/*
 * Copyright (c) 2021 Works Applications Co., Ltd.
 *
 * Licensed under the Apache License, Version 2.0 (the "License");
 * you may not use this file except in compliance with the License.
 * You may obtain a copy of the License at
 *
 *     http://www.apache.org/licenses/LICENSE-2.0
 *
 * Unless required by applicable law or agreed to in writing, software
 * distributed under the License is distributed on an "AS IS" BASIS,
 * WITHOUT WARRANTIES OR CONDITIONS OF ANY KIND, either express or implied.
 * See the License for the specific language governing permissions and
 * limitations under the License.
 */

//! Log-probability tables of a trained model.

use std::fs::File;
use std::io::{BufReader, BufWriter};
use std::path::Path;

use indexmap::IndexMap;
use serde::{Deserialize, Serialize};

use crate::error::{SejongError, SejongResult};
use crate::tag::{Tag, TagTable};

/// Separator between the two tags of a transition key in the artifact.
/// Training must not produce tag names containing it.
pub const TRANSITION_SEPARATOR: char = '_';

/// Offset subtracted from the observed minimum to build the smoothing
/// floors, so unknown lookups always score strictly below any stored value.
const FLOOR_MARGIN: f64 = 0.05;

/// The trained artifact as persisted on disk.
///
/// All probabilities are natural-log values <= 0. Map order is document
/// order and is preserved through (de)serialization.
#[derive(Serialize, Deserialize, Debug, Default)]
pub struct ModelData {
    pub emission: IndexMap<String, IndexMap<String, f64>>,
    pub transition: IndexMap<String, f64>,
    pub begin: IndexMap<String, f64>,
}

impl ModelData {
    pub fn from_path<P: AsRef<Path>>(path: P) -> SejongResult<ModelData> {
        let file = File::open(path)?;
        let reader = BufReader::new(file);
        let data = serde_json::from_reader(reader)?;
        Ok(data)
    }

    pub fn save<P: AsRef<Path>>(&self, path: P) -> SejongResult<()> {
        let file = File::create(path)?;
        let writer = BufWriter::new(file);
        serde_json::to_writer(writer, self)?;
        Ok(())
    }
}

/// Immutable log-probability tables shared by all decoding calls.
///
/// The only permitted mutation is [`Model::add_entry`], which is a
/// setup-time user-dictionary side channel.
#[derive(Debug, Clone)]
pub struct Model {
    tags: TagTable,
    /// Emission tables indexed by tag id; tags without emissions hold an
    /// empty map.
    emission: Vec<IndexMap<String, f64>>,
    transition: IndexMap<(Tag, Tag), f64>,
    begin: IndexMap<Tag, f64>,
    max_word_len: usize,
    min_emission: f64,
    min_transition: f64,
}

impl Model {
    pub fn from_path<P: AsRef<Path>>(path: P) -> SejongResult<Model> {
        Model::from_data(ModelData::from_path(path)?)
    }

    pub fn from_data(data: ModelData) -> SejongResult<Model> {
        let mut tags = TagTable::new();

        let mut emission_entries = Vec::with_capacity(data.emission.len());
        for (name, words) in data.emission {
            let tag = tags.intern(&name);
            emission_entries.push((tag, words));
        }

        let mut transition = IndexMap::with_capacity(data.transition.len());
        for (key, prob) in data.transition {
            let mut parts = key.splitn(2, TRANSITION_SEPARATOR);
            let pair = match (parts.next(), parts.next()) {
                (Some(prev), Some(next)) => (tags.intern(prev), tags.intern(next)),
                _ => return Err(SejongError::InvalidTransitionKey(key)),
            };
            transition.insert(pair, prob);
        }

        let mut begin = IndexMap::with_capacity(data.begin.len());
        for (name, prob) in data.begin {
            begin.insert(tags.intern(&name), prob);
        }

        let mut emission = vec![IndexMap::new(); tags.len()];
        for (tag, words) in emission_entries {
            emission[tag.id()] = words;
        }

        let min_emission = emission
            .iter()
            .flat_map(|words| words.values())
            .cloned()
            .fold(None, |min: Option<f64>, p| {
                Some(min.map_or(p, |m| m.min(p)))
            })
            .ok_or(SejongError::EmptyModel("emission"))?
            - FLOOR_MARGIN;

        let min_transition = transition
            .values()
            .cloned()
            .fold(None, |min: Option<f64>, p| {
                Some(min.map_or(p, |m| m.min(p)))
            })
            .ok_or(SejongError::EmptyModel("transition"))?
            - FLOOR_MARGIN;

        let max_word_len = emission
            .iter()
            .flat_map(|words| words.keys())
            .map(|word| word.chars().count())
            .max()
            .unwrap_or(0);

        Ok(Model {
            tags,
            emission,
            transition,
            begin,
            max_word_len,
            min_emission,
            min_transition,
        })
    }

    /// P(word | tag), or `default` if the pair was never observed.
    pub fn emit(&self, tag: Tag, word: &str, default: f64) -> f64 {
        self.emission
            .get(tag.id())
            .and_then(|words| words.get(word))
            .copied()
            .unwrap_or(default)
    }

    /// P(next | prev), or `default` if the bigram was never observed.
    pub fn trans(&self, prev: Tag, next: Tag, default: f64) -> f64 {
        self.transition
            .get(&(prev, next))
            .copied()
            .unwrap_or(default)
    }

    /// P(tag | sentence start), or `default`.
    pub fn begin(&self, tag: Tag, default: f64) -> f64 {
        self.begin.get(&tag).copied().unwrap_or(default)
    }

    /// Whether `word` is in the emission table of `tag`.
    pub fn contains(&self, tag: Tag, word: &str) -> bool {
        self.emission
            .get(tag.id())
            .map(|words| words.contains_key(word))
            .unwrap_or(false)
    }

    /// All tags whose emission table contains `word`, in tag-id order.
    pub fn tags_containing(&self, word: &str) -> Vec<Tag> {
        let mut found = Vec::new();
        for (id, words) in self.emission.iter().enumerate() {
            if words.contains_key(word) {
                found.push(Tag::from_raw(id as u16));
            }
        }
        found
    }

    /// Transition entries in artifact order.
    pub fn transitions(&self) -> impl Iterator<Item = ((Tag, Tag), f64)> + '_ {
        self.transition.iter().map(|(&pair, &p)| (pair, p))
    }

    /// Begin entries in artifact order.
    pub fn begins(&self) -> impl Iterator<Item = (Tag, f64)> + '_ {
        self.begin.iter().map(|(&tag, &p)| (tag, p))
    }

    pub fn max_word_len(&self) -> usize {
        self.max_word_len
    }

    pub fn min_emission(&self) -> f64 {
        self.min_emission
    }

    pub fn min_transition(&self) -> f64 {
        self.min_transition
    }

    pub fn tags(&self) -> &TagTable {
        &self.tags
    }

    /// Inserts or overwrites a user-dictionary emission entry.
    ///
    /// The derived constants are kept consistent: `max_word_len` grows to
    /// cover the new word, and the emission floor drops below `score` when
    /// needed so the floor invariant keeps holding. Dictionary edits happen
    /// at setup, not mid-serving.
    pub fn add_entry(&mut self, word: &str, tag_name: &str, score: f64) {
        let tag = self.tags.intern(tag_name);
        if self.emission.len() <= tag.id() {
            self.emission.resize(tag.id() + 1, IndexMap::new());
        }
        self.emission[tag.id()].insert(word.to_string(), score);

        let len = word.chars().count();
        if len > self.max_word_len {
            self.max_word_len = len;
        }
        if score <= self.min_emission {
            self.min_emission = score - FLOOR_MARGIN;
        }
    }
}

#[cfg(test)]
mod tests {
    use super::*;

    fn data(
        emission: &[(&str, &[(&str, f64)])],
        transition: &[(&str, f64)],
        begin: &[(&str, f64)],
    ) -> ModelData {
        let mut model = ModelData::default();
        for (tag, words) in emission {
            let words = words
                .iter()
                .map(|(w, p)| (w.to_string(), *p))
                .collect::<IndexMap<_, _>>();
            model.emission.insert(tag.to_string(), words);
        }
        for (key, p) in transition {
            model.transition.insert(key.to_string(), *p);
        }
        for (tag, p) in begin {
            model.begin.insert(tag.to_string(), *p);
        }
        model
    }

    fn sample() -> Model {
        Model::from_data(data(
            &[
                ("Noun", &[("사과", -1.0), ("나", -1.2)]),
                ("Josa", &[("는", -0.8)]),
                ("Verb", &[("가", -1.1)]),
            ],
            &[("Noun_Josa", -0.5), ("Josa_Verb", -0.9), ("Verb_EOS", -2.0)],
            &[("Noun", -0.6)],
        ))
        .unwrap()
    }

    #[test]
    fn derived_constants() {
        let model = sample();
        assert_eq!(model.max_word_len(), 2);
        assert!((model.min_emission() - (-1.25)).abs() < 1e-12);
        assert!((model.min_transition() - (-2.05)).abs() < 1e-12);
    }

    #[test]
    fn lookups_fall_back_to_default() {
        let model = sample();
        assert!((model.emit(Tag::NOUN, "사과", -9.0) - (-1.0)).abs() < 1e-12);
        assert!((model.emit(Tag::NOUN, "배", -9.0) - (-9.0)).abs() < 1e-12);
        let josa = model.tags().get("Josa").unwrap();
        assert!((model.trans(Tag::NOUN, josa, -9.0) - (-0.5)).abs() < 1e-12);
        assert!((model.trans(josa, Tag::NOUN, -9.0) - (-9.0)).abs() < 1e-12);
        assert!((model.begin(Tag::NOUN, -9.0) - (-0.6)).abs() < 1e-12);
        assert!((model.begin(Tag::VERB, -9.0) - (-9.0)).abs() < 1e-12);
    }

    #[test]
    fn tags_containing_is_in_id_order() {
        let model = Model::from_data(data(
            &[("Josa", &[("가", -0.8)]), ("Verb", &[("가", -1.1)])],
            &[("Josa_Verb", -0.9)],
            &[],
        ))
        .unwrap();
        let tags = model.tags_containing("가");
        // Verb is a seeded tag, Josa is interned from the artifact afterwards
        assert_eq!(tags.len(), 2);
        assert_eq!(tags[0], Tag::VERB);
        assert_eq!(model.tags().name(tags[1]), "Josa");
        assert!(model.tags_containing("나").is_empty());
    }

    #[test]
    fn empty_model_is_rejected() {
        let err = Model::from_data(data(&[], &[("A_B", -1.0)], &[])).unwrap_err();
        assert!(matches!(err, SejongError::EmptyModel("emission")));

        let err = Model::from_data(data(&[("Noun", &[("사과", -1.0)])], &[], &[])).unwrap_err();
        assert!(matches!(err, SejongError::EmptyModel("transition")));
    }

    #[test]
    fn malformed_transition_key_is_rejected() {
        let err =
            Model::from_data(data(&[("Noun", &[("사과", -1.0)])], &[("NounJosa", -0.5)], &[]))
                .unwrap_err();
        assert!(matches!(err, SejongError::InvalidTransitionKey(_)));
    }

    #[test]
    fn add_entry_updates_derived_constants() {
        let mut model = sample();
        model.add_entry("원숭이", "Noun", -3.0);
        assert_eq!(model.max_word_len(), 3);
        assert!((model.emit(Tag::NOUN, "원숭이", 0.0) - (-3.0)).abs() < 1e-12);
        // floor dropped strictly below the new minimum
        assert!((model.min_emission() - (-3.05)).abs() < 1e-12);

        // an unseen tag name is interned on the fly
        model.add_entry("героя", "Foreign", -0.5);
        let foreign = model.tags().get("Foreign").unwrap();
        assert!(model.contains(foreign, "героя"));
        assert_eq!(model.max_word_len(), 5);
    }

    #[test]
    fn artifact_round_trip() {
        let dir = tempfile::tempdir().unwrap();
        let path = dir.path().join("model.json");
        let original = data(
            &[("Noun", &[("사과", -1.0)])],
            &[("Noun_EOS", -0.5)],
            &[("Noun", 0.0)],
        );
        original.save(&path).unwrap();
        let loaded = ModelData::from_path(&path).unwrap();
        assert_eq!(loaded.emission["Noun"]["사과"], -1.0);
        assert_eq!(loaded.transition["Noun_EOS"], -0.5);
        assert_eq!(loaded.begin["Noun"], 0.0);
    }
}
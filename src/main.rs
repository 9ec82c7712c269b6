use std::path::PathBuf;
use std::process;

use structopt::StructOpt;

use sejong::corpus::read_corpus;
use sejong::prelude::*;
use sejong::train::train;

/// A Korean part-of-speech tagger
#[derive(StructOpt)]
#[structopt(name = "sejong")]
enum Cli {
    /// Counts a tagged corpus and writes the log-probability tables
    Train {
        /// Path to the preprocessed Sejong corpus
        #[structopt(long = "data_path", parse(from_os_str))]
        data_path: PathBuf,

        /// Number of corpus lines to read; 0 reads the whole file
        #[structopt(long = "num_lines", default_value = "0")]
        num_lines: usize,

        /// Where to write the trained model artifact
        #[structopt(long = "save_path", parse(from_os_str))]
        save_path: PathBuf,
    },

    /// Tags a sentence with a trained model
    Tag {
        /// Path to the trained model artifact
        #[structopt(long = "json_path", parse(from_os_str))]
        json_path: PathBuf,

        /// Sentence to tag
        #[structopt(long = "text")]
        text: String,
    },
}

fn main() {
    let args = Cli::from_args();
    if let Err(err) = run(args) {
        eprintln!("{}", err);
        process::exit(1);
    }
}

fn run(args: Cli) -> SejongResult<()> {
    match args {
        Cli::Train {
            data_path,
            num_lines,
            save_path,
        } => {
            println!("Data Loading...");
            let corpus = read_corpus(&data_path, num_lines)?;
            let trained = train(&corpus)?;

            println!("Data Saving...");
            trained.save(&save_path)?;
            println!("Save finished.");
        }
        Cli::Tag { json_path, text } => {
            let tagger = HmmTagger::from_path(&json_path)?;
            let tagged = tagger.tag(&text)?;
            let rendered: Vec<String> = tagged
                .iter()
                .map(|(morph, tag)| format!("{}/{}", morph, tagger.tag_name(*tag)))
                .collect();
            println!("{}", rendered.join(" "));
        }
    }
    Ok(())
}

━━━

REQUIREMENT ▸
In your answer, include only the lines above starting at the line that holds "assert!(matches!(err, SejongError::InvalidTransitionKey(_)));" and ending at the line that holds "#[derive(StructOpt)]", copied exactly.

EXERCISE ANSWER ▸
        assert!(matches!(err, SejongError::InvalidTransitionKey(_)));
    }

    #[test]
    fn add_entry_updates_derived_constants() {
        let mut model = sample();
        model.add_entry("원숭이", "Noun", -3.0);
        assert_eq!(model.max_word_len(), 3);
        assert!((model.emit(Tag::NOUN, "원숭이", 0.0) - (-3.0)).abs() < 1e-12);
        // floor dropped strictly below the new minimum
        assert!((model.min_emission() - (-3.05)).abs() < 1e-12);

        // an unseen tag name is interned on the fly
        model.add_entry("героя", "Foreign", -0.5);
        let foreign = model.tags().get("Foreign").unwrap();
        assert!(model.contains(foreign, "героя"));
        assert_eq!(model.max_word_len(), 5);
    }

    #[test]
    fn artifact_round_trip() {
        let dir = tempfile::tempdir().unwrap();
        let path = dir.path().join("model.json");
        let original = data(
            &[("Noun", &[("사과", -1.0)])],
            &[("Noun_EOS", -0.5)],
            &[("Noun", 0.0)],
        );
        original.save(&path).unwrap();
        let loaded = ModelData::from_path(&path).unwrap();
        assert_eq!(loaded.emission["Noun"]["사과"], -1.0);
        assert_eq!(loaded.transition["Noun_EOS"], -0.5);
        assert_eq!(loaded.begin["Noun"], 0.0);
    }
}
filename src/main.rs
repository 9ec82c7712c269b6
use std::path::PathBuf;
use std::process;

use structopt::StructOpt;

use sejong::corpus::read_corpus;
use sejong::prelude::*;
use sejong::train::train;

/// A Korean part-of-speech tagger
#[derive(StructOpt)]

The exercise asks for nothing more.